For each line of the listing that contains "payload", make a copy and return it.
=== Begin Enclosure ===
//! 実行時エラーを捕捉・記録するHTTPデモAPIサーバー
//!
//! 本バイナリは以下の機能を提供する:
//! - 実行時エラーを意図的に発生させるデモルート
//!   (/null_reference, /index_out_of_range, /invalid_operation,
//!    /type_error, /value_error)
//! - 捕捉したエラーのSQLiteへの記録と統一JSONエンベロープでの返却
//! - 記録後の外部コレクターへのベストエフォート通知
//! - エラーログの一覧取得 (GET /logs)

mod capture;
mod error;
mod fault;
mod notifier;
mod routes;
mod store;

pub use capture::capture_middleware;
pub use error::ApiError;
pub use fault::{Fault, FaultEnvelope, FaultKind};
pub use notifier::Notifier;
pub use store::{ErrorLogStore, ErrorRecord, NewErrorRecord, StoreError};

use axum::{middleware, routing::get, Router};
use std::net::SocketAddr;
use std::sync::Arc;
use tokio::signal;
use tower_http::trace::TraceLayer;
use tracing_subscriber::{layer::SubscriberExt, util::SubscriberInitExt, EnvFilter};

/// データベースパス環境変数名
const DB_PATH_ENV: &str = "DB_PATH";

/// デフォルトのデータベースパス
const DEFAULT_DB_PATH: &str = "errors_sqlite.db";

/// コレクターURL環境変数名
const COLLECTOR_URL_ENV: &str = "COLLECTOR_URL";

/// デフォルトのコレクターURL
const DEFAULT_COLLECTOR_URL: &str = "http://127.0.0.1:9090/collect";

/// アプリケーション状態
///
/// ルーター全体で共有される状態を保持する。
#[derive(Clone)]
pub struct AppState {
    /// SQLiteエラーログストア
    pub store: Arc<ErrorLogStore>,
    /// コレクター通知クライアント
    pub notifier: Notifier,
}

/// ルーターを構築する
///
/// 全エンドポイントのルーティングを定義し、エラー捕捉ミドルウェアを
/// 一度だけ適用する。エラーを発生させるデモルートはGET/POSTの両方を
/// 受け付ける。TraceLayerによりリクエスト/レスポンスの構造化ログを
/// 自動記録する。
///
/// # Arguments
/// * `state` - アプリケーション状態（ストアと通知クライアント）
pub fn create_router(state: AppState) -> Router {
    Router::new()
        .route("/logs", get(routes::list_logs))
        .route(
            "/null_reference",
            get(routes::null_reference).post(routes::null_reference),
        )
        .route(
            "/index_out_of_range",
            get(routes::index_out_of_range).post(routes::index_out_of_range),
        )
        .route(
            "/invalid_operation",
            get(routes::invalid_operation).post(routes::invalid_operation),
        )
        .route(
            "/type_error",
            get(routes::type_error).post(routes::type_error),
        )
        .route(
            "/value_error",
            get(routes::value_error).post(routes::value_error),
        )
        .route("/test", get(routes::test))
        .route("/test_error", get(routes::test_error))
        .route("/static_error", get(routes::static_error))
        .route("/static_type_error", get(routes::static_type_error))
        .layer(middleware::from_fn_with_state(
            state.clone(),
            capture_middleware,
        ))
        // リクエストトレーシングレイヤー（method, path, status, latencyを自動記録）
        .layer(TraceLayer::new_for_http())
        .with_state(state)
}

/// シャットダウンシグナルを待機する
///
/// SIGTERMまたはCtrl+C (SIGINT) を待機し、いずれかを受信したらリターンする。
/// axum::serve の with_graceful_shutdown() と組み合わせて使用することで、
/// 新規リクエストの受付停止と処理中リクエストの完了待機を実現する。
///
/// # Panics
/// シグナルハンドラーの登録に失敗した場合はパニックする。
async fn shutdown_signal() {
    // Ctrl+C (SIGINT) を待機
    let ctrl_c = async {
        signal::ctrl_c()
            .await
            .expect("Ctrl+C シグナルハンドラーの登録に失敗しました");
    };

    // SIGTERM を待機 (Unix系OSのみ)
    #[cfg(unix)]
    let terminate = async {
        signal::unix::signal(signal::unix::SignalKind::terminate())
            .expect("SIGTERM シグナルハンドラーの登録に失敗しました")
            .recv()
            .await;
    };

    // Windows等の非Unix環境ではSIGTERMは利用不可
    #[cfg(not(unix))]
    let terminate = std::future::pending::<()>();

    tokio::select! {
        _ = ctrl_c => {
            tracing::info!("Ctrl+C (SIGINT) を受信しました。graceful shutdownを開始します");
        }
        _ = terminate => {
            tracing::info!("SIGTERM を受信しました。graceful shutdownを開始します");
        }
    }
}

/// メイン関数
///
/// トレーシングを初期化し、HTTPサーバーを起動する。
/// SIGTERMまたはCtrl+Cを受信するとgraceful shutdownを実行し、
/// 処理中のリクエスト完了を待ってからSQLiteコネクションを正常にクローズする。
/// 送信中のコレクター通知はプロセス終了とともに失われる（配送保証なし）。
///
/// # 環境変数
/// - `DB_PATH`: データベースファイルのパス（デフォルト: errors_sqlite.db）
/// - `COLLECTOR_URL`: コレクターURL（デフォルト: http://127.0.0.1:9090/collect）
/// - `RUST_LOG`: ログレベル（デフォルト: info）
#[tokio::main]
async fn main() {
    // 構造化ログの初期化
    // RUST_LOG環境変数でログレベルを制御（デフォルト: info）
    tracing_subscriber::registry()
        .with(EnvFilter::try_from_default_env().unwrap_or_else(|_| EnvFilter::new("info")))
        .with(tracing_subscriber::fmt::layer().json())
        .init();

    tracing::info!("エラーログAPIサーバーを起動します");

    // データベースパスを環境変数から取得
    let db_path = std::env::var(DB_PATH_ENV).unwrap_or_else(|_| DEFAULT_DB_PATH.to_string());
    tracing::info!("データベースパス: {}", db_path);

    // コレクターURLを環境変数から取得
    let collector_url =
        std::env::var(COLLECTOR_URL_ENV).unwrap_or_else(|_| DEFAULT_COLLECTOR_URL.to_string());
    tracing::info!("コレクターURL: {}", collector_url);

    // SQLiteエラーログストアを初期化
    let store = Arc::new(
        ErrorLogStore::new(&db_path)
            .await
            .expect("SQLiteストアの初期化に失敗しました"),
    );
    tracing::info!("SQLiteストアを初期化しました");

    let state = AppState {
        store,
        notifier: Notifier::new(collector_url),
    };
    let app = create_router(state);

    let addr = SocketAddr::from(([127, 0, 0, 1], 8080));
    tracing::info!("リッスン開始: {}", addr);

    let listener = tokio::net::TcpListener::bind(addr)
        .await
        .expect("アドレスのバインドに失敗しました");

    // graceful shutdownを有効にしてサーバーを起動
    axum::serve(listener, app)
        .with_graceful_shutdown(shutdown_signal())
        .await
        .expect("サーバーの起動に失敗しました");

    tracing::info!("サーバーが正常に停止しました");
}
//! コレクター通知クライアント
//!
//! エラーログ保存後に、採番されたIDを外部コレクターへベストエフォートで
//! 通知する。通知はリクエスト処理から切り離されたタスクとして実行され、
//! 失敗（接続エラー、タイムアウト、エラーレスポンス）はログに記録する
//! のみで、再試行もクライアントへの伝播も行わない。

use std::sync::Arc;
use std::time::Duration;

use reqwest::Client;
use serde::{Deserialize, Serialize};
use tokio::sync::Semaphore;
use tokio::task::JoinHandle;
use tracing::{debug, warn};

/// 通知に含めるプロジェクト識別子（固定）
const PROJECT_ID: u64 = 1;

/// リクエストタイムアウト（秒）
///
/// 通知は応答に影響しないが、滞留した接続でリソースが
/// 増え続けないよう短めに制限する。
const REQUEST_TIMEOUT_SECS: u64 = 5;

/// 接続タイムアウト（秒）
const CONNECT_TIMEOUT_SECS: u64 = 2;

/// 同時実行可能な通知数の上限
///
/// エラーが集中発生した場合でも送信タスクが無制限に増えないよう、
/// 上限を超えた通知は破棄する（配送保証はもともと存在しない）。
const MAX_INFLIGHT_NOTIFICATIONS: usize = 8;

/// コレクターへ送信する通知ペイロード
#[derive(Debug, Clone, Serialize, Deserialize, PartialEq, Eq)]
pub struct ErrorNotification {
    /// プロジェクト識別子
    pub project_id: u64,
    /// ストアが採番したエラーログID
    pub error_id: i64,
}

/// コレクター通知クライアント
///
/// タイムアウト付きHTTPクライアントとコレクターURL、同時実行数を
/// 制限するセマフォを保持する。Cloneは内部リソースを共有する。
#[derive(Clone)]
pub struct Notifier {
    /// HTTPクライアント（タイムアウト付き）
    client: Client,
    /// コレクターエンドポイントURL
    collector_url: String,
    /// 同時実行数リミッター
    limiter: Arc<Semaphore>,
}

impl std::fmt::Debug for Notifier {
    fn fmt(&self, f: &mut std::fmt::Formatter<'_>) -> std::fmt::Result {
        f.debug_struct("Notifier")
            .field("collector_url", &self.collector_url)
            .finish_non_exhaustive()
    }
}

impl Notifier {
    /// コレクターURLからNotifierを作成
    ///
    /// # Arguments
    /// * `collector_url` - 通知先エンドポイントの完全なURL
    pub fn new(collector_url: impl Into<String>) -> Self {
        let client = Client::builder()
            .timeout(Duration::from_secs(REQUEST_TIMEOUT_SECS))
            .connect_timeout(Duration::from_secs(CONNECT_TIMEOUT_SECS))
            .build()
            .expect("HTTPクライアントの構築に失敗");

        Self {
            client,
            collector_url: collector_url.into(),
            limiter: Arc::new(Semaphore::new(MAX_INFLIGHT_NOTIFICATIONS)),
        }
    }

    /// エラーログIDをコレクターへ非同期に通知する
    ///
    /// 送信タスクを切り離して起動し、即座にリターンする。呼び出し側は
    /// 完了を待たず、結果を観測しない（戻り値のJoinHandleはテスト用）。
    /// 同時実行数が上限に達している場合、この通知は送信せずに破棄する。
    ///
    /// # Arguments
    /// * `error_id` - ストアが採番したエラーログID
    pub fn notify_detached(&self, error_id: i64) -> JoinHandle<()> {
        let permit = match self.limiter.clone().try_acquire_owned() {
            Ok(permit) => permit,
            Err(_) => {
                warn!(error_id, "通知の同時実行数が上限に達したため破棄");
                return tokio::spawn(async {});
            }
        };

        let client = self.client.clone();
        let url = self.collector_url.clone();

        tokio::spawn(async move {
            // タスク終了までpermitを保持する
            let _permit = permit;
            let payload = ErrorNotification {
                project_id: PROJECT_ID,
                error_id,
            };

            match client.post(&url).json(&payload).send().await {
                Ok(response) if response.status().is_success() => {
                    debug!(error_id, "コレクターへ通知を送信");
                }
                Ok(response) => {
                    warn!(
                        error_id,
                        status = %response.status(),
                        "コレクターがエラーを返却（通知は破棄）"
                    );
                }
                Err(e) => {
                    warn!(
                        error_id,
                        error = %e,
                        "コレクターへの通知に失敗（通知は破棄）"
                    );
                }
            }
        })
    }
}
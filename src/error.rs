//! APIエラーハンドリング
//!
//! 捕捉エラーのエンベロープ（fault参照）に乗らない一般エラー用の
//! レスポンス形式を提供する。主にログ保存自体が失敗した場合の
//! フォールバックとして使用し、`error`と`message`フィールドを含む
//! JSON形式で返却する。

use axum::{
    http::StatusCode,
    response::{IntoResponse, Response},
    Json,
};
use serde::{Deserialize, Serialize};

/// APIエラーレスポンスのボディ
///
/// JSON形式で`error`（エラー種別）と`message`（詳細メッセージ）を含む。
#[derive(Debug, Clone, Serialize, Deserialize, PartialEq, Eq)]
pub struct ApiErrorBody {
    /// エラー種別（例: "internal_error"）
    pub error: String,
    /// 詳細なエラーメッセージ
    pub message: String,
}

/// APIエラー
///
/// ステータスコードとJSON形式のエラーボディを含む。
#[derive(Debug, Clone)]
pub struct ApiError {
    /// HTTPステータスコード
    status: StatusCode,
    /// エラーレスポンスボディ
    body: ApiErrorBody,
}

impl ApiError {
    /// 新しいApiErrorを作成
    pub fn new(status: StatusCode, error: impl Into<String>, message: impl Into<String>) -> Self {
        Self {
            status,
            body: ApiErrorBody {
                error: error.into(),
                message: message.into(),
            },
        }
    }

    /// 500 Internal Server Errorを作成
    pub fn internal_error(message: impl Into<String>) -> Self {
        Self::new(StatusCode::INTERNAL_SERVER_ERROR, "internal_error", message)
    }

    /// エラー種別を取得
    pub fn error(&self) -> &str {
        &self.body.error
    }

    /// エラーメッセージを取得
    pub fn message(&self) -> &str {
        &self.body.message
    }

    /// ステータスコードを取得
    pub fn status(&self) -> StatusCode {
        self.status
    }
}

impl IntoResponse for ApiError {
    fn into_response(self) -> Response {
        (self.status, Json(self.body)).into_response()
    }
}
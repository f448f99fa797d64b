//! デモルートとログ一覧エンドポイント
//!
//! 本サービスのルートは3系統に分かれる:
//! - 実際に実行時エラーを発生させ、捕捉ミドルウェアを通るデモルート
//! - エンベロープと同形の固定JSONを返すだけのデモルート（記録されない）
//! - 保存済みエラーログを新しい順に返す `GET /logs`

use crate::error::ApiError;
use crate::fault::{Fault, FaultEnvelope};
use crate::AppState;
use axum::{
    extract::{Query, State},
    response::{IntoResponse, Response},
    Json,
};
use serde::Deserialize;
use serde_json::Value;

/// 範囲外アクセスデモで参照する固定配列
const SAMPLE_VALUES: [i64; 3] = [1, 2, 3];

/// 範囲外アクセスデモのデフォルトインデックス
const DEFAULT_INDEX: usize = 5;

/// 除算デモのデフォルト被除数
const DEFAULT_DIVIDEND: i64 = 10;

/// 除算デモのデフォルト除数（0除算を起こす）
const DEFAULT_DIVISOR: i64 = 0;

/// セッション情報（null_referenceデモ用）
struct Session {
    display_name: String,
}

/// 現在のセッションを取得する（常に未設定）
fn current_session() -> Option<Session> {
    None
}

/// GET/POST /null_reference
///
/// 存在しないセッションのフィールドを参照し、AttributeError相当の
/// 実行時エラーを発生させる。
pub async fn null_reference() -> Result<String, Fault> {
    let session = current_session().ok_or_else(|| {
        Fault::null_reference("セッションが存在しないためdisplay_nameを参照できません")
    })?;
    Ok(session.display_name)
}

/// 範囲外アクセスデモのクエリパラメータ
#[derive(Debug, Deserialize)]
pub struct IndexQuery {
    /// 参照するインデックス（省略時は範囲外の5）
    pub index: Option<usize>,
}

/// GET/POST /index_out_of_range
///
/// 3要素の固定配列に対してインデックスアクセスを行う。範囲外なら
/// IndexError相当の実行時エラー、範囲内なら要素をテキストで返す。
pub async fn index_out_of_range(Query(query): Query<IndexQuery>) -> Result<String, Fault> {
    let index = query.index.unwrap_or(DEFAULT_INDEX);
    let value = SAMPLE_VALUES.get(index).ok_or_else(|| {
        Fault::index_out_of_range(format!(
            "インデックス{}は範囲外です（要素数{}）",
            index,
            SAMPLE_VALUES.len()
        ))
    })?;
    Ok(value.to_string())
}

/// 除算デモのクエリパラメータ
#[derive(Debug, Deserialize)]
pub struct DivisionQuery {
    /// 被除数（省略時は10）
    pub dividend: Option<i64>,
    /// 除数（省略時は0、0除算を起こす）
    pub divisor: Option<i64>,
}

/// GET/POST /invalid_operation
///
/// 整数除算を行う。除数が0ならZeroDivisionError相当の実行時エラー、
/// 有効なら商をテキストで返す。
pub async fn invalid_operation(Query(query): Query<DivisionQuery>) -> Result<String, Fault> {
    let dividend = query.dividend.unwrap_or(DEFAULT_DIVIDEND);
    let divisor = query.divisor.unwrap_or(DEFAULT_DIVISOR);

    // checked_divは0除算（およびMIN/-1のオーバーフロー）でNone
    let quotient = dividend.checked_div(divisor).ok_or_else(|| {
        Fault::division_by_zero(format!("0による除算: {} / {}", dividend, divisor))
    })?;
    Ok(quotient.to_string())
}

/// GET/POST /value_error
///
/// 数値でない文字列を整数へ変換し、ValueError相当の実行時エラーを
/// 発生させる。
pub async fn value_error() -> Result<String, Fault> {
    let raw = "not_a_number";
    let value: i64 = raw
        .parse()
        .map_err(|_| Fault::invalid_conversion(format!("\"{}\"を整数に変換できません", raw)))?;
    Ok(value.to_string())
}

/// GET/POST /type_error
///
/// 動的型の値同士の加算を試みる。事前検証で変換不能と判明した場合は
/// 制御されたValueErrorエンベロープ（500）を直接返す。実行時エラーは
/// 発生させないため、捕捉もログ記録もされない。
pub async fn type_error() -> Response {
    let num1 = Value::from(5);
    let num2 = Value::from("hello");

    match add_dynamic(&num1, &num2) {
        Ok(sum) => sum.into_response(),
        Err(envelope) => envelope.into_response(),
    }
}

/// 動的型の加算（type_errorデモ用）
///
/// 両方整数なら加算、両方文字列なら連結。それ以外は双方の整数への
/// 変換を試み、変換できなければ制御されたValueErrorエンベロープを返す。
fn add_dynamic(num1: &Value, num2: &Value) -> Result<String, FaultEnvelope> {
    if let (Some(a), Some(b)) = (num1.as_i64(), num2.as_i64()) {
        return Ok((a + b).to_string());
    }
    if let (Some(a), Some(b)) = (num1.as_str(), num2.as_str()) {
        return Ok(format!("{}{}", a, b));
    }
    match (coerce_i64(num1), coerce_i64(num2)) {
        (Some(a), Some(b)) => Ok((a + b).to_string()),
        _ => Err(FaultEnvelope::now(
            "ValueError",
            "num1またはnum2を整数に変換できません",
            "/type_error",
        )),
    }
}

/// 動的型の値を整数へ変換する（数値または数値文字列を受け付ける）
fn coerce_i64(value: &Value) -> Option<i64> {
    value
        .as_i64()
        .or_else(|| value.as_str().and_then(|s| s.parse().ok()))
}

/// GET /test
///
/// 動作確認用。常に成功する。
pub async fn test() -> &'static str {
    "Test success"
}

/// GET /test_error
///
/// 捕捉エラーと同形の固定JSONを返すのみで、実行時エラーは発生させず
/// ストアへの副作用もない。
pub async fn test_error() -> FaultEnvelope {
    FaultEnvelope::now(
        "TypeError",
        "intとstrを加算することはできません",
        "/test_error",
    )
}

/// GET /static_error
pub async fn static_error() -> FaultEnvelope {
    FaultEnvelope::now(
        "TypeError",
        "intとstrを加算することはできません",
        "/static_error",
    )
}

/// GET /static_type_error
pub async fn static_type_error() -> FaultEnvelope {
    FaultEnvelope::now(
        "TypeError",
        "intとstrを加算することはできません",
        "/static_type_error",
    )
}

/// GET /logs
///
/// 保存済みエラーログの全件を新しい順のJSON配列で返す。
///
/// # Returns
/// - 200 OK: エラーログの配列（各行の全フィールドを含む）
/// - 500 Internal Server Error: データベースエラー
pub async fn list_logs(State(state): State<AppState>) -> Response {
    match state.store.list_all().await {
        Ok(records) => {
            tracing::debug!(count = records.len(), "エラーログ一覧を返却");
            Json(records).into_response()
        }
        Err(e) => {
            tracing::error!(error = %e, "エラーログ一覧の取得に失敗");
            ApiError::internal_error(format!("データベースエラー: {}", e)).into_response()
        }
    }
}

#[cfg(test)]
mod tests {
    use super::*;
    use crate::fault::FaultKind;

    // ========================================
    // null_referenceのテスト
    // ========================================

    /// null_referenceが常にNullReferenceのFaultを返すことを確認
    #[tokio::test]
    async fn test_null_reference_faults() {
        let result = null_reference().await;

        let fault = result.expect_err("null_referenceが成功してしまった");
        assert_eq!(fault.kind(), FaultKind::NullReference);
        assert_eq!(fault.exception_name(), "AttributeError");
    }

    // ========================================
    // index_out_of_rangeのテスト
    // ========================================

    /// デフォルト（インデックス5）で範囲外エラーになることを確認
    #[tokio::test]
    async fn test_index_out_of_range_default_faults() {
        let result = index_out_of_range(Query(IndexQuery { index: None })).await;

        let fault = result.expect_err("デフォルトインデックスで成功してしまった");
        assert_eq!(fault.kind(), FaultKind::IndexOutOfRange);
        assert!(
            fault.message().contains('5'),
            "メッセージにインデックスが含まれない: {}",
            fault.message()
        );
    }

    /// インデックス10（要素数3）で範囲外エラーになることを確認
    #[tokio::test]
    async fn test_index_10_against_3_elements_faults() {
        let result = index_out_of_range(Query(IndexQuery { index: Some(10) })).await;

        let fault = result.expect_err("インデックス10で成功してしまった");
        assert_eq!(fault.exception_name(), "IndexError");
        assert!(fault.message().contains("10"));
        assert!(fault.message().contains('3'));
    }

    /// 範囲内のインデックスでは要素が返ることを確認
    #[tokio::test]
    async fn test_index_in_range_returns_element() {
        let result = index_out_of_range(Query(IndexQuery { index: Some(1) })).await;

        assert_eq!(result.unwrap(), "2");
    }

    // ========================================
    // invalid_operationのテスト
    // ========================================

    /// デフォルト（10 / 0）で0除算エラーになることを確認
    #[tokio::test]
    async fn test_invalid_operation_default_faults() {
        let result = invalid_operation(Query(DivisionQuery {
            dividend: None,
            divisor: None,
        }))
        .await;

        let fault = result.expect_err("0除算で成功してしまった");
        assert_eq!(fault.kind(), FaultKind::DivisionByZero);
        assert_eq!(fault.exception_name(), "ZeroDivisionError");
    }

    /// 有効な除数では商が返ることを確認
    #[tokio::test]
    async fn test_invalid_operation_with_valid_divisor() {
        let result = invalid_operation(Query(DivisionQuery {
            dividend: None,
            divisor: Some(2),
        }))
        .await;

        assert_eq!(result.unwrap(), "5");
    }

    // ========================================
    // value_errorのテスト
    // ========================================

    /// value_errorが常にInvalidConversionのFaultを返すことを確認
    #[tokio::test]
    async fn test_value_error_faults() {
        let result = value_error().await;

        let fault = result.expect_err("value_errorが成功してしまった");
        assert_eq!(fault.kind(), FaultKind::InvalidConversion);
        assert!(
            fault.message().contains("not_a_number"),
            "メッセージに変換元が含まれない: {}",
            fault.message()
        );
    }

    // ========================================
    // type_error（動的型加算）のテスト
    // ========================================

    /// 整数同士は加算されることを確認
    #[test]
    fn test_add_dynamic_both_integers() {
        let result = add_dynamic(&Value::from(5), &Value::from(3));
        assert_eq!(result.unwrap(), "8");
    }

    /// 文字列同士は連結されることを確認
    #[test]
    fn test_add_dynamic_both_strings() {
        let result = add_dynamic(&Value::from("foo"), &Value::from("bar"));
        assert_eq!(result.unwrap(), "foobar");
    }

    /// 数値文字列は整数へ変換して加算されることを確認
    #[test]
    fn test_add_dynamic_numeric_string_is_coerced() {
        let result = add_dynamic(&Value::from(5), &Value::from("7"));
        assert_eq!(result.unwrap(), "12");
    }

    /// 変換不能な組み合わせは制御されたValueErrorになることを確認
    #[test]
    fn test_add_dynamic_unconvertible_returns_value_error() {
        let result = add_dynamic(&Value::from(5), &Value::from("hello"));

        let envelope = result.expect_err("変換不能な組み合わせで成功してしまった");
        assert_eq!(envelope.error, "ValueError");
        assert_eq!(envelope.endpoint, "/type_error");
    }

    /// coerce_i64の変換規則を確認
    #[test]
    fn test_coerce_i64() {
        assert_eq!(coerce_i64(&Value::from(5)), Some(5));
        assert_eq!(coerce_i64(&Value::from("12")), Some(12));
        assert_eq!(coerce_i64(&Value::from("hello")), None);
        assert_eq!(coerce_i64(&Value::from(true)), None);
    }

    // ========================================
    // 固定JSONルートのテスト
    // ========================================

    /// testルートが固定テキストを返すことを確認
    #[tokio::test]
    async fn test_test_returns_plain_text() {
        assert_eq!(test().await, "Test success");
    }

    /// 固定JSONルートがそれぞれ自身のendpointを持つエンベロープを返すことを確認
    #[tokio::test]
    async fn test_canned_routes_carry_own_endpoint() {
        let envelope = test_error().await;
        assert_eq!(envelope.error, "TypeError");
        assert_eq!(envelope.endpoint, "/test_error");

        let envelope = static_error().await;
        assert_eq!(envelope.endpoint, "/static_error");

        let envelope = static_type_error().await;
        assert_eq!(envelope.endpoint, "/static_type_error");
    }
}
=== End Enclosure ===
Answer to the exercise ::
            let payload = ErrorNotification {
            match client.post(&url).json(&payload).send().await {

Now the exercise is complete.